I'm really missing what you're trying to make, sorry. How, if at all, is it
helpful for a hypervisor with a compiled out vendor to be bootable on a machine
of that vendor?

>
>> Besides the philosophical matter of whether or not a compiled-out vendor
>> should be allowed to run there's the more practical matter of what to do
>> with the x86_vendor field of boot_cpu_data. Because at that point our take
>> that cross-vendor support is forbidden is a lot weaker. If I can run an
>> AMD-hypervisor on an Intel host, what then? What policies would be allowed? 
>> If I
>> wipe x86_vendor then policies with some unknown vendor would be fine. Should 
>> the
>> leaves match too? If I do not wipe the field, should I do black magic to 
>> ensure
>> the behaviour is different depending on whether the vendor is compiled in or
>> not? What if I want to migrate a VM currently running in this hypothetical
>> hypervisor? The rules becomes seriously complex.
>> 
>> It's just a lot cleaner to take the stance that compiled out vendors can't 
>> run.
>> Then everything else is crystal clear and we avoid a universe's worth of 
>> corner
>> cases. I expect upstream Xen to support all cases (I'm skeptical about the
>> utility of the unknown vendor path, but oh well), but many downstreams might
>> benefit from killing off support for vendors they really will never touch.
>
> To them, will panic()ing (or not) make a difference?

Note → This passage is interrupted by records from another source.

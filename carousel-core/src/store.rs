//! Single-writer document store.
//!
//! All editing flows through these operations. They are synchronous, atomic
//! from the caller's perspective, and never fail: operating on a stale slide
//! or node id is a silent no-op, expected under concurrent UI interaction.
//! Every mutation writes a best-effort snapshot when a data directory is
//! configured; a failed write is logged and never rolls back the in-memory
//! change.

use std::path::PathBuf;

use crate::snapshot;
use crate::template::SlideTemplate;
use crate::{CoreResult, Document, Node, NodeBlueprint, NodeId, NodePatch, Slide, SlideId};

/// File name of the persisted snapshot inside the data directory.
pub const SNAPSHOT_FILE: &str = "carousel.json";

/// How to treat a slide's background image in
/// [`DocumentStore::update_slide_background`]. The three-way split keeps
/// "explicitly cleared" distinguishable from "not supplied".
#[derive(Debug, Clone, PartialEq, Eq, Default)]
pub enum BackgroundUpdate {
    /// Leave the current background image untouched.
    #[default]
    Keep,
    /// Remove the background image.
    Clear,
    /// Replace the background image.
    Set(String),
}

/// Owns the document and is its only writer.
#[derive(Debug)]
pub struct DocumentStore {
    document: Document,
    /// Optional data directory for snapshot persistence.
    data_dir: Option<PathBuf>,
}

impl DocumentStore {
    /// Create a store with one blank slide and no persistence.
    #[must_use]
    pub fn new() -> Self {
        Self {
            document: Document::blank(),
            data_dir: None,
        }
    }

    /// Create a store with snapshot persistence.
    ///
    /// An existing snapshot in `data_dir` is loaded; an absent or malformed
    /// one falls back silently to a single blank slide. The directory is
    /// created if it doesn't exist.
    ///
    /// # Errors
    ///
    /// Returns an error if the directory cannot be created.
    pub fn with_data_dir(data_dir: impl Into<PathBuf>) -> CoreResult<Self> {
        let data_dir = data_dir.into();
        std::fs::create_dir_all(&data_dir)?;

        let path = data_dir.join(SNAPSHOT_FILE);
        let document = match std::fs::read_to_string(&path) {
            Ok(json) => snapshot::decode(&json),
            Err(_) => Document::blank(),
        };

        Ok(Self {
            document,
            data_dir: Some(data_dir),
        })
    }

    /// Read access to the document.
    #[must_use]
    pub fn document(&self) -> &Document {
        &self.document
    }

    // -----------------------------------------------------------------------
    // Slide operations
    // -----------------------------------------------------------------------

    /// Append a slide and focus it. With a template, the slide is
    /// instantiated with fresh ids and all nodes forced draggable.
    pub fn add_slide(&mut self, template: Option<&SlideTemplate>) {
        let slide = template.map_or_else(Slide::blank, Slide::from_template);
        self.document.slides.push(slide);
        self.focus(self.document.slides.len() - 1);
        self.persist();
    }

    /// Remove a slide by id. Removing the last slide substitutes exactly one
    /// fresh blank slide at index 0.
    ///
    /// The selection is cleared only when the focused slide itself is
    /// removed; a pure index shift (removing a slide before the focus)
    /// keeps both the focused slide and its selected node.
    pub fn remove_slide(&mut self, id: SlideId) {
        let Some(index) = self.document.slide_index(id) else {
            return;
        };
        if self.document.current_slide_index == index {
            self.document.selected_node_id = None;
        }
        self.document.slides.remove(index);

        if self.document.slides.is_empty() {
            self.document.slides.push(Slide::blank());
            self.document.current_slide_index = 0;
        } else {
            let current = self.document.current_slide_index;
            self.document.current_slide_index = if current >= index && current > 0 {
                current - 1
            } else {
                // Still clamp: removing below the focus can leave it past the end.
                current.min(self.document.slides.len() - 1)
            };
        }
        self.persist();
    }

    /// Deep-clone a slide (new slide id, new node ids), insert the clone
    /// immediately after the source, and focus it.
    pub fn duplicate_slide(&mut self, id: SlideId) {
        let Some(index) = self.document.slide_index(id) else {
            return;
        };
        let copy = self.document.slides[index].duplicate();
        self.document.slides.insert(index + 1, copy);
        self.focus(index + 1);
        self.persist();
    }

    /// Move one slide from `src` to `dst`, keeping the same logical slide
    /// focused: the moved slide follows to `dst`, slides strictly between
    /// the two indexes shift by one, all others are unaffected.
    pub fn reorder_slides(&mut self, src: usize, dst: usize) {
        let len = self.document.slides.len();
        if src >= len || dst >= len || src == dst {
            return;
        }

        let slide = self.document.slides.remove(src);
        self.document.slides.insert(dst, slide);

        let current = self.document.current_slide_index;
        let focused = if current == src {
            dst
        } else if src < current && current <= dst {
            current - 1
        } else if dst <= current && current < src {
            current + 1
        } else {
            current
        };
        self.document.current_slide_index = focused;
        self.persist();
    }

    /// Set a slide's background color, and optionally clear or replace its
    /// background image.
    pub fn update_slide_background(&mut self, id: SlideId, color: &str, image: BackgroundUpdate) {
        let Some(index) = self.document.slide_index(id) else {
            return;
        };
        let slide = &mut self.document.slides[index];
        slide.background_color = color.to_string();
        match image {
            BackgroundUpdate::Keep => {}
            BackgroundUpdate::Clear => slide.background_image = None,
            BackgroundUpdate::Set(src) => slide.background_image = Some(src),
        }
        self.persist();
    }

    /// Set every slide's background color.
    pub fn update_all_slides_background(&mut self, color: &str) {
        for slide in &mut self.document.slides {
            slide.background_color = color.to_string();
        }
        self.persist();
    }

    /// Replace every slide's background image, leaving each slide's own
    /// color untouched. `None` clears the image everywhere.
    pub fn update_all_slides_background_image(&mut self, image: Option<&str>) {
        for slide in &mut self.document.slides {
            slide.background_image = image.map(str::to_string);
        }
        self.persist();
    }

    /// Focus a slide by index. Out-of-range indexes are ignored. Changing
    /// focus clears the node selection.
    pub fn set_current_slide(&mut self, index: usize) {
        if index >= self.document.slides.len() {
            return;
        }
        self.focus(index);
        self.persist();
    }

    // -----------------------------------------------------------------------
    // Node operations
    // -----------------------------------------------------------------------

    /// Materialize a blueprint on a slide: fresh id, forced draggable,
    /// appended, selected. Selecting implies focusing the slide.
    pub fn add_node(&mut self, slide_id: SlideId, blueprint: &NodeBlueprint) {
        let Some(index) = self.document.slide_index(slide_id) else {
            return;
        };
        let mut node = blueprint.instantiate();
        node.draggable = true;
        let node_id = node.id;

        self.focus(index);
        self.document.slides[index].nodes.push(node);
        self.document.selected_node_id = Some(node_id);
        self.persist();
    }

    /// Merge a sparse update into a node. A stale slide or node id is a
    /// no-op, surfaced only at debug level.
    pub fn update_node(&mut self, slide_id: SlideId, node_id: NodeId, patch: &NodePatch) {
        let Some(index) = self.document.slide_index(slide_id) else {
            tracing::debug!(%slide_id, "update_node on unknown slide");
            return;
        };
        let Some(node) = self.document.slides[index].node_mut(node_id) else {
            tracing::debug!(%slide_id, %node_id, "update_node on unknown node");
            return;
        };
        node.apply_patch(patch);
        self.persist();
    }

    /// Remove a node by id, clearing the selection if it was selected.
    pub fn remove_node(&mut self, slide_id: SlideId, node_id: NodeId) {
        let Some(index) = self.document.slide_index(slide_id) else {
            return;
        };
        let slide = &mut self.document.slides[index];
        let before = slide.nodes.len();
        slide.nodes.retain(|n| n.id != node_id);
        if slide.nodes.len() == before {
            return;
        }
        if self.document.selected_node_id == Some(node_id) {
            self.document.selected_node_id = None;
        }
        self.persist();
    }

    /// Select a node on the current slide, or clear the selection with
    /// `None`. Selecting an id absent from the current slide is a no-op.
    pub fn select_node(&mut self, node_id: Option<NodeId>) {
        match node_id {
            Some(id) => {
                if self.document.current_slide().node(id).is_some() {
                    self.document.selected_node_id = Some(id);
                }
            }
            None => self.document.selected_node_id = None,
        }
    }

    // -----------------------------------------------------------------------
    // Canvas
    // -----------------------------------------------------------------------

    /// Flip between the two supported canvas presets. Node positions and
    /// sizes are deliberately not rescaled; each preset keeps its layout.
    pub fn toggle_canvas_size(&mut self) {
        self.document.canvas_preset = self.document.canvas_preset.toggled();
        self.persist();
    }

    // -----------------------------------------------------------------------
    // Persistence
    // -----------------------------------------------------------------------

    /// Focus a slide, clearing the selection when the focus actually moves.
    fn focus(&mut self, index: usize) {
        if self.document.current_slide_index != index {
            self.document.selected_node_id = None;
        }
        self.document.current_slide_index = index;
    }

    /// Write the current snapshot to disk, best-effort.
    ///
    /// No-op if the store was created without a data directory. A write
    /// failure (e.g. quota) is logged and never interrupts the mutation
    /// that triggered it.
    pub(crate) fn persist(&self) {
        let Some(ref data_dir) = self.data_dir else {
            return;
        };
        let json = match snapshot::encode(&self.document) {
            Ok(j) => j,
            Err(e) => {
                tracing::warn!("Failed to serialize snapshot: {e}");
                return;
            }
        };
        let path = data_dir.join(SNAPSHOT_FILE);
        if let Err(e) = std::fs::write(&path, json) {
            tracing::warn!("Failed to persist snapshot to {}: {e}", path.display());
        }
    }

    /// Access a node for tests and synchronization internals.
    #[must_use]
    pub(crate) fn node_on_current_slide(&self, node_id: NodeId) -> Option<&Node> {
        self.document.current_slide().node(node_id)
    }

    /// Mutable document access for the synchronization engine. Kept crate
    /// private so the store stays the single writer.
    pub(crate) fn document_mut(&mut self) -> &mut Document {
        &mut self.document
    }
}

One would hope not because the're compiling them out for a reason.
But for upstream, not panicking brings a sea of corner cases. The ones I
mentioned above is not the whole list.

Turning the question around. Who benefits from not panicking?

>
>>>>   2. equalities and inequalities have been replaced by equivalent 
>>>> (cpu_vendor() & ...)
>>>>      forms. This isn't stylistic preference. This form allows the compiler
>>>>      to merge the compared-against constant with X86_ENABLED_VENDORS, 
>>>> yielding
>>>>      much better codegen throughout the tree.
>>>>
>>>> The effect of (2) triples the delta in the full build below.
>>>>
>>>> Some differences might be attributable to the change from policy vendor 
>>>> checks
>>>> to boot_cpu_data. In the case of the emulator it caused a 400 bytes 
>>>> increase
>>>> due to the way it checks using LOTS of macro invocations, so I left that 
>>>> one
>>>> piece using the policy vendor except for the single vendor case.
>>>
>>> For the emulator I'd like to point out this question that I raised in the
>>> AVX10 series:
>> 
>> There's no optimisation shortage for the emulator. For that patch I just
>> ensure I didn't make a tricky situation worse. It is much better in the 
>> single-vendor case.
>> 
>>> "Since it'll be reducing code size, we may want to further convert
>>>  host_and_vcpu_must_have() to just vcpu_must_have() where appropriate
>>>  (should be [almost?] everywhere)."
>>>
>>> Sadly there was no feedback an that (or really on almost all of that work) 
>>> at
>>> all so far.
>> 
>> It sounds fairly orthogonal to this, unless I'm missing the point.
>
> It's largely orthogonal, except that if we had gone that route already, your
> codegen diff might look somewhat different.
>
>> In principle that would be fine. the vCPU features whose emulation requires
>> special instructions are most definitely a subset of those of the host 
>> anyway.
>> 
>> I agree many cases could be simplified as you describe.
>> 
>> I do see a worrying danger of XSA should the max policy ever exceed the
>> capabilities of the host on a feature required for emulating some instruction
>> for that very feature. Then the guest could abuse the emulator to trigger #UD
>> inside the hypervisor's emulation path.
>
> Well, that max-policy related question is why I've raised the point, rather
> than making (more) patches right away.

All jmp_rel() macros have amd_like() inside, and other checks are open-coded
in many places. The problem is that offsets into the policy pointer (which
is stored in a register) end up being global accesses to an offset from a
non-register-cached 64bit address. And that adds up. having an amd_like boolean
in the ctxt would've helped, but I went for the least intrusive solution.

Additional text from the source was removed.